The JRC – the research service of the European Commission – found that agrivoltaic deployments on 1% of currently utilised agricultural area across Europe could yield 944GWp of solar PV capacity, vastly greater than the bloc’s 720GW 2030 target under its Solar Energy Strategy. The findings are based on assumption of 0.6MWh installed per hectare of land.

Around 50% of the EU’s 720GW solar PV target is expected to be deployed in traditional ground-mounted solar arrays, the JRC said, and for the EC agrivoltaics represents an opportunity to satisfy both its EU Solar Energy Strategy deployment goals and the common agricultural policy (CAP), which forms a mandated framework for member states to construct agricultural strategies to preserve the agriculture and farming industry.

The EU recently voted to adopt a revised renewable energy directive, raising the target for installed renewables capacity across the continent from 40% to 42.5% by 2030. This follows the round of revised and increased National Energy and Climate Plans from member states that increased the target deployments considerably. The below graph from the JRC shows the required agricultural area for the five highest NECP countries in the EU.

Europe is one of the global leaders in agrivoltaic adoption, and the practice is already allowing for favourable permitting  and being backed by governments in Italy and France.  

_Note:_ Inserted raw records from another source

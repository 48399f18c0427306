//! CLI module for the catalog service
//!
//! Subcommands:
//! - `serve`: run the catalog HTTP API
//! - `status`: print the health of the configured services

pub mod serve;
pub mod status;

use clap::{Parser, Subcommand};

/// Catalog Service - product catalog API with a cache-aside read path
#[derive(Parser)]
#[command(name = "catalog-service")]
#[command(version, about, long_about = None)]
pub struct Cli {
    #[command(subcommand)]
    pub command: Command,
}

#[derive(Subcommand)]
pub enum Command {
    /// Run the catalog API server
    Serve,

    /// Poll service health endpoints and print their status
    Status(status::StatusArgs),
}
use axum::{middleware, routing::get, Router};
use tower_http::cors::CorsLayer;
use tower_http::request_id::{MakeRequestUuid, PropagateRequestIdLayer, SetRequestIdLayer};
use tower_http::trace::TraceLayer;

use super::catalog;
use super::health;
use super::middleware::{
    logging_middleware, metrics_middleware, rate_limit_middleware, security_headers_middleware,
};
use super::state::AppState;

/// Create the full router with application state
///
/// Rate limiting applies to `/api` only; probes are never throttled.
pub fn create_router(state: AppState) -> Router {
    let api = catalog::create_catalog_router().layer(middleware::from_fn_with_state(
        state.clone(),
        rate_limit_middleware,
    ));

    Router::new()
        .route("/health", get(health::health_check))
        .route("/ready", get(health::ready_check))
        .route("/live", get(health::live_check))
        .nest("/api", api)
        .with_state(state)
        .layer(middleware::from_fn(security_headers_middleware))
        .layer(middleware::from_fn(logging_middleware))
        .layer(middleware::from_fn(metrics_middleware))
        .layer(CorsLayer::permissive())
        .layer(PropagateRequestIdLayer::x_request_id())
        .layer(TraceLayer::new_for_http())
        .layer(SetRequestIdLayer::x_request_id(MakeRequestUuid))
}
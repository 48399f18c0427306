//! API middleware components

pub mod logging;
pub mod metrics;
pub mod rate_limit;
pub mod security;

use axum::{body::Body, extract::MatchedPath, http::Request};

pub use logging::logging_middleware;
pub use metrics::metrics_middleware;
pub use rate_limit::rate_limit_middleware;
pub use security::security_headers_middleware;

/// Matched route pattern when available, raw path otherwise
fn route_label(request: &Request<Body>) -> String {
    request
        .extensions()
        .get::<MatchedPath>()
        .map(|mp| mp.as_str().to_string())
        .unwrap_or_else(|| request.uri().path().to_string())
}
//! Sliding window rate limiter keyed by client

use std::collections::{HashMap, VecDeque};
use std::time::Duration;

use tokio::sync::RwLock;
use tokio::time::Instant;

use crate::config::RateLimitSettings;

/// Request budget per client
#[derive(Debug, Clone, Copy, PartialEq, Eq)]
pub struct RateLimitConfig {
    pub max_requests: u32,
    pub window: Duration,
    /// Whether client keys may come from proxy headers
    pub trust_proxy: bool,
}

impl Default for RateLimitConfig {
    fn default() -> Self {
        Self {
            max_requests: 100,
            window: Duration::from_secs(15 * 60),
            trust_proxy: false,
        }
    }
}

impl RateLimitConfig {
    pub fn new(max_requests: u32, window: Duration) -> Self {
        Self {
            max_requests,
            window,
            trust_proxy: false,
        }
    }

    pub fn with_trust_proxy(mut self, trust_proxy: bool) -> Self {
        self.trust_proxy = trust_proxy;
        self
    }
}

impl From<&RateLimitSettings> for RateLimitConfig {
    fn from(settings: &RateLimitSettings) -> Self {
        Self::new(settings.max_requests, Duration::from_secs(settings.window_secs))
            .with_trust_proxy(settings.trust_proxy)
    }
}

/// Result of a rate limit check
#[derive(Debug, Clone, PartialEq, Eq)]
pub struct RateLimitResult {
    /// Whether the request is allowed
    pub allowed: bool,
    /// Remaining requests in the current window
    pub remaining: u32,
    /// Total limit for the window
    pub limit: u32,
    /// Time until the oldest request in the window expires (in seconds)
    pub reset_in_seconds: u64,
}

/// Sliding window rate limiter
///
/// Each client key keeps the timestamps of its admitted requests within the
/// window; rejected requests are not recorded.
#[derive(Debug)]
pub struct RateLimiter {
    config: RateLimitConfig,
    records: RwLock<HashMap<String, VecDeque<Instant>>>,
    cleanup_interval: Duration,
    last_cleanup: RwLock<Instant>,
}

impl RateLimiter {
    pub fn new(config: RateLimitConfig) -> Self {
        Self {
            config,
            records: RwLock::new(HashMap::new()),
            cleanup_interval: Duration::from_secs(300),
            last_cleanup: RwLock::new(Instant::now()),
        }
    }

    pub fn config(&self) -> &RateLimitConfig {
        &self.config
    }

    /// Checks the budget for `key` and records the request when admitted
    pub async fn check_and_record(&self, key: &str) -> RateLimitResult {
        self.maybe_cleanup().await;

        let now = Instant::now();
        let window = self.config.window;
        let limit = self.config.max_requests;

        let mut records = self.records.write().await;
        let timestamps = records.entry(key.to_string()).or_default();

        while timestamps
            .front()
            .is_some_and(|t| now.duration_since(*t) >= window)
        {
            timestamps.pop_front();
        }

        let used = u32::try_from(timestamps.len()).unwrap_or(u32::MAX);

        if used >= limit {
            let reset_in_seconds = timestamps
                .front()
                .map(|oldest| {
                    let remaining = window.saturating_sub(now.duration_since(*oldest));
                    remaining.as_secs_f64().ceil() as u64
                })
                .unwrap_or_else(|| window.as_secs());

            return RateLimitResult {
                allowed: false,
                remaining: 0,
                limit,
                reset_in_seconds,
            };
        }

        timestamps.push_back(now);

        let reset_in_seconds = timestamps
            .front()
            .map(|oldest| window.saturating_sub(now.duration_since(*oldest)).as_secs())
            .unwrap_or_else(|| window.as_secs());

        RateLimitResult {
            allowed: true,
            remaining: limit.saturating_sub(used + 1),
            limit,
            reset_in_seconds,
        }
    }

    async fn maybe_cleanup(&self) {
        let should_cleanup = {
            let last = self.last_cleanup.read().await;
            last.elapsed() >= self.cleanup_interval
        };

        if !should_cleanup {
            return;
        }

        *self.last_cleanup.write().await = Instant::now();

        let now = Instant::now();
        let window = self.config.window;

        let mut records = self.records.write().await;
        for timestamps in records.values_mut() {
            timestamps.retain(|t| now.duration_since(*t) < window);
        }
        records.retain(|_, v| !v.is_empty());
    }
}

impl Default for RateLimiter {
    fn default() -> Self {
        Self::new(RateLimitConfig::default())
    }
}

#[cfg(test)]
mod tests {
    use super::*;

    fn limiter(max_requests: u32, window_secs: u64) -> RateLimiter {
        RateLimiter::new(RateLimitConfig::new(
            max_requests,
            Duration::from_secs(window_secs),
        ))
    }

    #[tokio::test]
    async fn test_allows_first_request() {
        let limiter = RateLimiter::default();

        let result = limiter.check_and_record("10.0.0.1").await;

        assert!(result.allowed);
        assert_eq!(result.remaining, 99);
        assert_eq!(result.limit, 100);
    }

    #[tokio::test]
    async fn test_blocks_over_limit() {
        let limiter = limiter(2, 60);

        assert!(limiter.check_and_record("10.0.0.1").await.allowed);
        assert!(limiter.check_and_record("10.0.0.1").await.allowed);

        let result = limiter.check_and_record("10.0.0.1").await;
        assert!(!result.allowed);
        assert_eq!(result.remaining, 0);
        assert!(result.reset_in_seconds <= 60);
    }

    #[tokio::test]
    async fn test_keys_are_independent() {
        let limiter = limiter(1, 60);

        limiter.check_and_record("10.0.0.1").await;

        assert!(limiter.check_and_record("10.0.0.2").await.allowed);
        assert!(!limiter.check_and_record("10.0.0.1").await.allowed);
    }

    #[tokio::test(start_paused = true)]
    async fn test_window_slides() {
        let limiter = limiter(2, 60);

        limiter.check_and_record("client").await;
        tokio::time::advance(Duration::from_secs(30)).await;
        limiter.check_and_record("client").await;

        assert!(!limiter.check_and_record("client").await.allowed);

        // The first request leaves the window, the second is still in it
        tokio::time::advance(Duration::from_secs(31)).await;
        let result = limiter.check_and_record("client").await;
        assert!(result.allowed);
        assert_eq!(result.remaining, 0);

        assert!(!limiter.check_and_record("client").await.allowed);
    }

    #[tokio::test(start_paused = true)]
    async fn test_reset_in_reports_oldest_expiry() {
        let limiter = limiter(1, 900);

        limiter.check_and_record("client").await;
        tokio::time::advance(Duration::from_secs(100)).await;

        let result = limiter.check_and_record("client").await;
        assert!(!result.allowed);
        assert_eq!(result.reset_in_seconds, 800);
    }

    #[test]
    fn test_config_from_settings() {
        let config = RateLimitConfig::from(&RateLimitSettings::default());

        assert_eq!(config.max_requests, 100);
        assert_eq!(config.window, Duration::from_secs(900));
        assert!(!config.trust_proxy);
    }

    #[tokio::test(start_paused = true)]
    async fn test_cleanup_drops_idle_keys() {
        let limiter = limiter(1, 60);

        limiter.check_and_record("idle").await;
        tokio::time::advance(Duration::from_secs(301)).await;
        limiter.check_and_record("active").await;

        let records = limiter.records.read().await;
        assert!(!records.contains_key("idle"));
        assert!(records.contains_key("active"));
    }
}
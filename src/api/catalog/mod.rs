//! Catalog API routes

mod products;

use axum::{routing::get, Router};

use crate::api::state::AppState;

pub use products::{create_product, list_products};

/// Routes mounted under `/api`
pub fn create_catalog_router() -> Router<AppState> {
    Router::new().route("/products", get(list_products).post(create_product))
}
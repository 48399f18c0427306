//! Observability configuration

use serde::Deserialize;

/// `[observability]` section: tracing export and Prometheus metrics
#[derive(Debug, Clone, Deserialize, Default)]
#[serde(default)]
pub struct ObservabilityConfig {
    pub tracing: TracingConfig,
    pub metrics: MetricsConfig,
}

/// OTLP trace export, off unless explicitly enabled
#[derive(Debug, Clone, Deserialize)]
#[serde(default)]
pub struct TracingConfig {
    pub enabled: bool,
    /// gRPC collector endpoint
    pub otlp_endpoint: String,
    pub service_name: String,
    /// Fraction of root spans sampled, clamped to 0.0..=1.0 at startup
    pub sampling_ratio: f64,
}

impl Default for TracingConfig {
    fn default() -> Self {
        Self {
            enabled: false,
            otlp_endpoint: "http://localhost:4317".to_string(),
            service_name: env!("CARGO_PKG_NAME").to_string(),
            sampling_ratio: 1.0,
        }
    }
}

#[derive(Debug, Clone, Deserialize)]
#[serde(default)]
pub struct MetricsConfig {
    pub enabled: bool,
    /// Route the exposition endpoint is mounted on
    pub path: String,
}

impl Default for MetricsConfig {
    fn default() -> Self {
        Self {
            enabled: true,
            path: "/metrics".to_string(),
        }
    }
}

#[cfg(test)]
mod tests {
    use super::*;

    #[test]
    fn test_default_observability_config() {
        let config = ObservabilityConfig::default();

        assert!(!config.tracing.enabled);
        assert_eq!(config.tracing.otlp_endpoint, "http://localhost:4317");
        assert_eq!(config.tracing.service_name, "catalog-service");
        assert_eq!(config.tracing.sampling_ratio, 1.0);

        assert!(config.metrics.enabled);
        assert_eq!(config.metrics.path, "/metrics");
    }

    #[test]
    fn test_tracing_config_partial_deserialize() {
        let config: TracingConfig =
            serde_json::from_str(r#"{"enabled": true, "sampling_ratio": 0.25}"#).unwrap();

        assert!(config.enabled);
        assert_eq!(config.sampling_ratio, 0.25);
        assert_eq!(config.service_name, "catalog-service");
    }

    #[test]
    fn test_metrics_config_defaults() {
        let config = MetricsConfig::default();

        assert!(config.enabled);
        assert_eq!(config.path, "/metrics");
    }
}
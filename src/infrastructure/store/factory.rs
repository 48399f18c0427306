//! Store factory for runtime backend selection

use std::sync::Arc;
use std::time::Duration;

use crate::config::StoreSettings;
use crate::domain::product::ProductStore;
use crate::domain::DomainError;

use super::in_memory::InMemoryProductStore;
use super::postgres::{PostgresConfig, PostgresProductStore};

/// Supported store types
#[derive(Debug, Clone, Default, PartialEq, Eq)]
pub enum StoreType {
    /// In-memory store (for testing/development)
    #[default]
    InMemory,
    /// PostgreSQL store
    Postgres,
}

impl std::fmt::Display for StoreType {
    fn fmt(&self, f: &mut std::fmt::Formatter<'_>) -> std::fmt::Result {
        match self {
            StoreType::InMemory => write!(f, "in_memory"),
            StoreType::Postgres => write!(f, "postgres"),
        }
    }
}

impl std::str::FromStr for StoreType {
    type Err = DomainError;

    fn from_str(s: &str) -> Result<Self, Self::Err> {
        match s.to_lowercase().as_str() {
            "memory" | "inmemory" | "in-memory" | "in_memory" => Ok(Self::InMemory),
            "postgres" | "postgresql" | "pg" => Ok(Self::Postgres),
            _ => Err(DomainError::configuration(format!(
                "Unknown store type: {}. Valid types: in_memory, postgres",
                s
            ))),
        }
    }
}

/// Store configuration
#[derive(Debug, Clone)]
pub enum StoreConfig {
    /// In-memory store configuration
    InMemory,
    /// PostgreSQL store configuration
    Postgres {
        config: PostgresConfig,
        table_name: String,
    },
}

impl StoreConfig {
    pub fn in_memory() -> Self {
        Self::InMemory
    }

    pub fn postgres(config: PostgresConfig, table_name: impl Into<String>) -> Self {
        Self::Postgres {
            config,
            table_name: table_name.into(),
        }
    }

    /// Builds the factory config from the application's store settings
    pub fn from_settings(settings: &StoreSettings) -> Result<Self, DomainError> {
        match settings.backend.parse::<StoreType>()? {
            StoreType::InMemory => Ok(Self::InMemory),
            StoreType::Postgres => {
                let url = settings.database_url.clone().ok_or_else(|| {
                    DomainError::configuration("database_url is required for the postgres store")
                })?;

                let config = PostgresConfig::new(url)
                    .with_max_connections(settings.max_connections)
                    .with_connect_timeout(Duration::from_millis(settings.connect_timeout_ms));

                Ok(Self::postgres(config, settings.table.clone()))
            }
        }
    }

    pub fn store_type(&self) -> StoreType {
        match self {
            Self::InMemory => StoreType::InMemory,
            Self::Postgres { .. } => StoreType::Postgres,
        }
    }
}

/// Factory for creating product store instances
#[derive(Debug)]
pub struct StoreFactory;

impl StoreFactory {
    /// Creates a store based on the configuration, creating the table if needed
    pub async fn create(config: &StoreConfig) -> Result<Arc<dyn ProductStore>, DomainError> {
        match config {
            StoreConfig::InMemory => Ok(Arc::new(InMemoryProductStore::new())),
            StoreConfig::Postgres { config, table_name } => {
                let store = PostgresProductStore::connect(config, table_name.clone()).await?;
                store.ensure_table().await?;
                Ok(Arc::new(store))
            }
        }
    }
}

#[cfg(test)]
mod tests {
    use super::*;

    #[test]
    fn test_store_type_from_str() {
        assert_eq!("memory".parse::<StoreType>().unwrap(), StoreType::InMemory);
        assert_eq!("PostgreSQL".parse::<StoreType>().unwrap(), StoreType::Postgres);
        assert!("mongodb".parse::<StoreType>().is_err());
    }

    #[test]
    fn test_from_settings_requires_url_for_postgres() {
        let settings = StoreSettings {
            backend: "postgres".to_string(),
            database_url: None,
            ..StoreSettings::default()
        };

        let result = StoreConfig::from_settings(&settings);
        assert!(matches!(result, Err(DomainError::Configuration { .. })));
    }

    #[test]
    fn test_from_settings_postgres() {
        let settings = StoreSettings {
            backend: "postgres".to_string(),
            database_url: Some("postgres://db/catalog".to_string()),
            ..StoreSettings::default()
        };

        let config = StoreConfig::from_settings(&settings).unwrap();
        assert_eq!(config.store_type(), StoreType::Postgres);
    }

    #[tokio::test]
    async fn test_create_in_memory() {
        let store = StoreFactory::create(&StoreConfig::in_memory()).await.unwrap();
        assert!(store.read_all().await.unwrap().is_empty());
    }
}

But the latent potential of European agriPV is not a revelation; research from the Progress in Photovoltaics journal in July also pointed to the vast potential of agrivoltaics across the continent, where the researchers claimed that 51TW of agrivoltaics could ultimately be deployed on all of the available land. This statement from the European Commission, however, puts greater weight behind the technology and its ability to open up new avenues of solar deployment whilst maintaining operable farm land.

Indeed, the dual use of land for food production and photovoltaics offers benefits for both operations. It has been shown in a variety of scenarios with a variety of crops that the shade and shelter beneath a solar panel can protect plants from excessive heat or wind, which in some cases increases yield and in others can open up new areas for cultivation that were otherwise too harsh. PV Tech Premium looked at this particular benefit with regard to rooftop urban agrivoltaics earlier this year.

Plants beneath and around solar modules can also have a cooling effect – as the transpired water vapour from the plants brings the temperature of the panel down – which can help maintain the optimum conversion efficiency of the panel.

 Agrivoltaic installations are more expensive than traditional PV projects in terms of upfront cost, as they need more complex EPC and plant design and often more materials. However, dual-use land projects with multiple revenue streams can make the land itself more profitable over the long-term.

In addition to expense, the JRC said that the main barrier to developing agriPV across Europe is in defining what it is. The report said: “It is important to set a clear and concrete definition of AgriPV, together with a European standard for AgriPV systems that will follow harmonised AgriPV policies across the EU.”

It is also crucial that permitting and definitions are clarified so that agricultural projects that install PV are still eligible for agricultural subsidies under the CAP.

To this end, the EC said that it would “encourage” member states to incorporate agrivoltaic incentives into their CAP strategic plans and encourage agrivoltaic projects in state energy tenders.